Thinking about minds matters, but feeling shifts the scales

Mentalization—the capacity to reflect on what others think and feel—was also lower in participants with greater maltreatment histories and was related to their decisions when examined on its own. Yet when empathy and mentalization were tested side by side, the affective components of empathy carried the weight. This suggests that simply understanding another person’s perspective is not enough to steer social behavior toward fairness if the emotional resonance is missing or inverted. For people shaped by early trauma, the heart’s response to others’ emotions may be a more decisive driver of cooperation or spite than the mind’s ability to reason about intentions.

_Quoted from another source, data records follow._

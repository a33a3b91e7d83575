use serde::{Deserialize, Serialize};
use std::{collections::BTreeMap, path::PathBuf, sync::Arc};

use crate::plan::DownloadPlan;

/// 测速失败或不可达时的分数（越小越快）
pub const UNREACHABLE_SCORE: u32 = 10000;

/// 镜像 ID -> 测速分数
pub type MirrorSpeedMap = BTreeMap<String, u32>;

/// 更新流程阶段
#[derive(Debug, Clone, Copy, PartialEq, Eq, Hash, Serialize, Deserialize)]
pub enum Phase {
    /// 检查更新（刷新软件源）
    CheckSource,
    /// 下载更新包
    Download,
    /// 安装更新
    DistUpgrade,
}

impl Phase {
    pub const ALL: [Phase; 3] = [Phase::CheckSource, Phase::Download, Phase::DistUpgrade];

    /// 根据任务的 type 字段推断所属阶段，未知类型一律视为安装
    pub fn from_job_type(job_type: &str) -> Self {
        match job_type {
            "update_source" => Phase::CheckSource,
            "download" => Phase::Download,
            _ => Phase::DistUpgrade,
        }
    }

    /// 任务失败后是否保留（不清理），以便用户手动重试
    pub fn retains_failed_job(self) -> bool {
        matches!(self, Phase::Download)
    }
}

/// 外部任务状态
///
/// 服务端对“成功”有 `success` 与 `succeed` 两种拼写，这里统一归一化为
/// [`JobStatus::Succeeded`]。匹配区分大小写。
#[derive(Debug, Clone, Copy, PartialEq, Eq, Serialize, Deserialize)]
pub enum JobStatus {
    /// 等待开始
    Pending,
    /// 正在执行
    Running,
    /// 已暂停
    Paused,
    /// 成功
    Succeeded,
    /// 失败
    Failed,
    /// 服务端已结束并清理该任务
    Ended,
}

impl JobStatus {
    /// 解析服务端上报的状态字符串
    pub fn from_wire(status: &str) -> Self {
        match status {
            "failed" => JobStatus::Failed,
            "success" | "succeed" => JobStatus::Succeeded,
            "paused" => JobStatus::Paused,
            "end" => JobStatus::Ended,
            "ready" | "pending" => JobStatus::Pending,
            _ => JobStatus::Running,
        }
    }

    pub fn is_terminal(self) -> bool {
        matches!(
            self,
            JobStatus::Succeeded | JobStatus::Failed | JobStatus::Ended
        )
    }
}

/// 外部服务返回的任务快照
#[derive(Debug, Clone, PartialEq, Serialize, Deserialize)]
pub struct JobInfo {
    /// 任务 ID
    pub id: String,
    /// 任务类型（`update_source`、`download`、`dist_upgrade` 等）
    pub job_type: String,
    /// 原始状态字符串
    pub status: String,
    /// 进度 0.0 - 1.0
    pub progress: f64,
}

/// 服务端返回的原始应用更新记录
#[derive(Debug, Clone, Default, PartialEq, Serialize, Deserialize)]
pub struct AppUpdateRecord {
    pub package_id: String,
    pub name: String,
    pub current_version: String,
    pub available_version: String,
}

/// 单个包的更新信息
#[derive(Debug, Clone, Default, PartialEq, Serialize, Deserialize)]
pub struct PackageUpdateInfo {
    pub package_id: String,
    pub name: String,
    pub current_version: String,
    pub available_version: String,
    /// 图标路径，元数据缺失时为空
    pub icon: Option<PathBuf>,
    /// 更新日志，找不到时为空字符串
    pub changelog: String,
}

/// 镜像源
#[derive(Debug, Clone, PartialEq, Eq, Serialize, Deserialize)]
pub struct MirrorInfo {
    pub id: String,
    pub name: String,
    pub url: String,
}

/// 对外发布的更新状态，任一时刻只有一个值成立
#[derive(Debug, Clone, Copy, PartialEq, Eq, Default, Serialize, Deserialize)]
pub enum UpdateStatus {
    /// 系统已是最新
    #[default]
    Updated,
    /// 正在检查更新
    Checking,
    /// 有可用更新
    UpdatesAvailable,
    /// 正在下载
    Downloading,
    /// 下载已暂停
    DownloadPaused,
    /// 已下载，等待安装
    Downloaded,
    /// 正在安装
    Installing,
    /// 安装成功
    UpdateSucceeded,
    /// 更新失败
    UpdateFailed,
    /// 需要重启
    NeedRestart,
}

/// 外部服务推送的通知
#[derive(Debug, Clone, PartialEq)]
pub enum ServiceEvent {
    /// 服务端任务列表变化（完整列表）
    JobListChanged(Vec<JobInfo>),
    /// 任务状态变化
    JobStatusChanged { job_id: String, status: String },
    /// 任务进度变化
    JobProgressChanged { job_id: String, progress: f64 },
    /// 任务类型变化
    JobTypeChanged { job_id: String, job_type: String },
    /// 自动清理缓存开关变化
    AutoCleanChanged(bool),
    /// 自动下载更新开关变化
    AutoDownloadUpdatesChanged(bool),
    /// 默认镜像源变化
    MirrorSourceChanged(String),
    /// 是否使用电池供电
    OnBatteryChanged(bool),
    /// 电池电量百分比
    BatteryPercentageChanged(f64),
}

/// 编排器对外发布的事件
#[derive(Debug, Clone)]
pub enum UpdateEvent {
    /// 状态变化
    StatusChanged(UpdateStatus),
    /// 整体进度（0.0 - 1.0）
    ProgressChanged(f64),
    /// 下载进度（0.0 - 1.0）
    DownloadProgressChanged(f64),
    /// 下载计划被替换
    DownloadPlanChanged(Arc<DownloadPlan>),
    /// 镜像列表更新
    MirrorsChanged(Vec<MirrorInfo>),
    /// 默认镜像变化
    DefaultMirrorChanged(String),
    /// 测速结果更新（完整映射）
    MirrorSpeedChanged(MirrorSpeedMap),
    /// 低电量标记变化
    LowBatteryChanged(bool),
    /// 自动清理缓存开关
    AutoCleanChanged(bool),
    /// 自动下载更新开关
    AutoDownloadUpdatesChanged(bool),
}

/// 编排器维护的可观察状态快照
#[derive(Debug, Clone, Default)]
pub struct UpdateModel {
    pub status: UpdateStatus,
    /// 整体进度
    pub progress: f64,
    /// 当前下载任务的进度
    pub download_progress: f64,
    pub plan: Option<Arc<DownloadPlan>>,
    pub mirrors: Vec<MirrorInfo>,
    pub default_mirror: String,
    pub mirror_speeds: MirrorSpeedMap,
    pub low_battery: bool,
    pub auto_clean: bool,
    pub auto_download: bool,
}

What this means for healing and everyday life

For a layperson, the takeaway is that some seemingly cold, selfish, or even cruel choices in adulthood may be rooted less in “bad character” and more in emotional wiring reshaped by early harm. The study shows that childhood maltreatment can dampen the natural emotional pull to avoid hurting others and, in some cases, tilt feelings in the opposite direction, making it easier to punish even those who play fair. Because these pathways run through specific aspects of empathy rather than broad personality traits, they offer hopeful targets for change. Interventions that gently rebuild the capacity to feel with others—and to notice when feelings of satisfaction at another’s misfortune arise—may help people with trauma histories make choices that are more aligned with fairness, connection, and long-term well-being.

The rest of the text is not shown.